All entries below are to be retyped in full, precisely as they appear.

== == ==

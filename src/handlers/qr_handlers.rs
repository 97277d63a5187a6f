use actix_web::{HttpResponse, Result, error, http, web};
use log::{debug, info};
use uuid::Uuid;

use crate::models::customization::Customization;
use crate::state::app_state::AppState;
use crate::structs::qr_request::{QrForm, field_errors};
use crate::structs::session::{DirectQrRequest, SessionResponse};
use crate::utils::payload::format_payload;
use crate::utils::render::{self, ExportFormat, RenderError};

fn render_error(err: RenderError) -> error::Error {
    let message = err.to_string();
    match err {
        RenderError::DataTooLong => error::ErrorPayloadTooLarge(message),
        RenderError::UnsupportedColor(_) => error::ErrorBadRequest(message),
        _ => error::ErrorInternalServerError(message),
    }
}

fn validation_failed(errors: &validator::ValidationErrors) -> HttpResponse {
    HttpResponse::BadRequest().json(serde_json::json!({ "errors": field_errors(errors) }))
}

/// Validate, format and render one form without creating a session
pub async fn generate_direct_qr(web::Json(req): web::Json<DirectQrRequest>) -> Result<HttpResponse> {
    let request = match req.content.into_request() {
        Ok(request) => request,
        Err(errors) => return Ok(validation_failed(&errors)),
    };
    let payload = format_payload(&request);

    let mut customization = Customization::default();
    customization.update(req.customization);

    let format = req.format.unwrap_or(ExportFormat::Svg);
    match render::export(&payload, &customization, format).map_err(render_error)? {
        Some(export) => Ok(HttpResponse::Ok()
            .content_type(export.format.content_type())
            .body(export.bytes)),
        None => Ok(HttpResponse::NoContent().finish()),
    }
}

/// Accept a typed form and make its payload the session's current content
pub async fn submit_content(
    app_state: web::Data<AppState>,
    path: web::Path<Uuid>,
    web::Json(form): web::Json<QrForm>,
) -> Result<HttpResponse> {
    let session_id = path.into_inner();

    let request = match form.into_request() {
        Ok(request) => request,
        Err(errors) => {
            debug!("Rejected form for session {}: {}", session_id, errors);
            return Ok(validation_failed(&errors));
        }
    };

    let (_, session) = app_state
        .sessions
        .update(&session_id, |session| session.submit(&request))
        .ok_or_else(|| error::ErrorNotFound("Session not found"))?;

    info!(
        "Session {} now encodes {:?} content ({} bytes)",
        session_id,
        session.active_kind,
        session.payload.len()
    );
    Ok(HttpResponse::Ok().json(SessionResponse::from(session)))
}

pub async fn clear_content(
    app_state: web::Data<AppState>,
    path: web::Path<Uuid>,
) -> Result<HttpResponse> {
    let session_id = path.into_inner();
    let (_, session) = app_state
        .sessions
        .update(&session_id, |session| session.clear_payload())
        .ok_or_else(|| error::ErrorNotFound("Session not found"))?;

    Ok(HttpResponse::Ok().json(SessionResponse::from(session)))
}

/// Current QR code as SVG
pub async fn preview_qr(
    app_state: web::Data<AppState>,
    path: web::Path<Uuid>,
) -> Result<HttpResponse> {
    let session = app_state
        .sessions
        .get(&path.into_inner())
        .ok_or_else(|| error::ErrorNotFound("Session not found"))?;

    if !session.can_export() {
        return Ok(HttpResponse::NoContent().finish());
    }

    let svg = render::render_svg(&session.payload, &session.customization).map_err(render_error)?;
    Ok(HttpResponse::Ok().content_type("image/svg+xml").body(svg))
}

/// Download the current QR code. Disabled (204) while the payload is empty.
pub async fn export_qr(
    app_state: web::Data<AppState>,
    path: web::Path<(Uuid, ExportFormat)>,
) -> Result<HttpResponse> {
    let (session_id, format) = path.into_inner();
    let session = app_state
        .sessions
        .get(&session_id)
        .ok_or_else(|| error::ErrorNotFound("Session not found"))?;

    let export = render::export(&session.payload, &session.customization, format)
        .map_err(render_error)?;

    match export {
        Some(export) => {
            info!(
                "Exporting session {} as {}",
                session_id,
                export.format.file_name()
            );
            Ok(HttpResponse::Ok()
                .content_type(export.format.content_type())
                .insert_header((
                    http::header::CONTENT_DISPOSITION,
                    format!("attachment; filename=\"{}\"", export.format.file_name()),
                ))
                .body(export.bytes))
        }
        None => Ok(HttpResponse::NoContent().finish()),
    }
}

== == ==

Response box:
filename src/handlers/qr_handlers.rs
repository 97277d63a5187a6f
use actix_web::{HttpResponse, Result, error, http, web};
use log::{debug, info};
use uuid::Uuid;

use crate::models::customization::Customization;
use crate::state::app_state::AppState;
use crate::structs::qr_request::{QrForm, field_errors};
use crate::structs::session::{DirectQrRequest, SessionResponse};
use crate::utils::payload::format_payload;
use crate::utils::render::{self, ExportFormat, RenderError};

fn render_error(err: RenderError) -> error::Error {
    let message = err.to_string();
    match err {
        RenderError::DataTooLong => error::ErrorPayloadTooLarge(message),
        RenderError::UnsupportedColor(_) => error::ErrorBadRequest(message),
        _ => error::ErrorInternalServerError(message),
    }
}

fn validation_failed(errors: &validator::ValidationErrors) -> HttpResponse {
    HttpResponse::BadRequest().json(serde_json::json!({ "errors": field_errors(errors) }))
}

/// Validate, format and render one form without creating a session
pub async fn generate_direct_qr(web::Json(req): web::Json<DirectQrRequest>) -> Result<HttpResponse> {
    let request = match req.content.into_request() {
        Ok(request) => request,
        Err(errors) => return Ok(validation_failed(&errors)),
    };
    let payload = format_payload(&request);

    let mut customization = Customization::default();
    customization.update(req.customization);

    let format = req.format.unwrap_or(ExportFormat::Svg);
    match render::export(&payload, &customization, format).map_err(render_error)? {
        Some(export) => Ok(HttpResponse::Ok()
            .content_type(export.format.content_type())
            .body(export.bytes)),
        None => Ok(HttpResponse::NoContent().finish()),
    }
}

/// Accept a typed form and make its payload the session's current content
pub async fn submit_content(
    app_state: web::Data<AppState>,
    path: web::Path<Uuid>,
    web::Json(form): web::Json<QrForm>,
) -> Result<HttpResponse> {
    let session_id = path.into_inner();

    let request = match form.into_request() {
        Ok(request) => request,
        Err(errors) => {
            debug!("Rejected form for session {}: {}", session_id, errors);
            return Ok(validation_failed(&errors));
        }
    };

    let (_, session) = app_state
        .sessions
        .update(&session_id, |session| session.submit(&request))
        .ok_or_else(|| error::ErrorNotFound("Session not found"))?;

    info!(
        "Session {} now encodes {:?} content ({} bytes)",
        session_id,
        session.active_kind,
        session.payload.len()
    );
    Ok(HttpResponse::Ok().json(SessionResponse::from(session)))
}

pub async fn clear_content(
    app_state: web::Data<AppState>,
    path: web::Path<Uuid>,
) -> Result<HttpResponse> {
    let session_id = path.into_inner();
    let (_, session) = app_state
        .sessions
        .update(&session_id, |session| session.clear_payload())
        .ok_or_else(|| error::ErrorNotFound("Session not found"))?;

    Ok(HttpResponse::Ok().json(SessionResponse::from(session)))
}

/// Current QR code as SVG
pub async fn preview_qr(
    app_state: web::Data<AppState>,
    path: web::Path<Uuid>,
) -> Result<HttpResponse> {
    let session = app_state
        .sessions
        .get(&path.into_inner())
        .ok_or_else(|| error::ErrorNotFound("Session not found"))?;

    if !session.can_export() {
        return Ok(HttpResponse::NoContent().finish());
    }

    let svg = render::render_svg(&session.payload, &session.customization).map_err(render_error)?;
    Ok(HttpResponse::Ok().content_type("image/svg+xml").body(svg))
}

/// Download the current QR code. Disabled (204) while the payload is empty.
pub async fn export_qr(
    app_state: web::Data<AppState>,
    path: web::Path<(Uuid, ExportFormat)>,
) -> Result<HttpResponse> {
    let (session_id, format) = path.into_inner();
    let session = app_state
        .sessions
        .get(&session_id)
        .ok_or_else(|| error::ErrorNotFound("Session not found"))?;

    let export = render::export(&session.payload, &session.customization, format)
        .map_err(render_error)?;

    match export {
        Some(export) => {
            info!(
                "Exporting session {} as {}",
                session_id,
                export.format.file_name()
            );
            Ok(HttpResponse::Ok()
                .content_type(export.format.content_type())
                .insert_header((
                    http::header::CONTENT_DISPOSITION,
                    format!("attachment; filename=\"{}\"", export.format.file_name()),
                ))
                .body(export.bytes))
        }
        None => Ok(HttpResponse::NoContent().finish()),
    }
}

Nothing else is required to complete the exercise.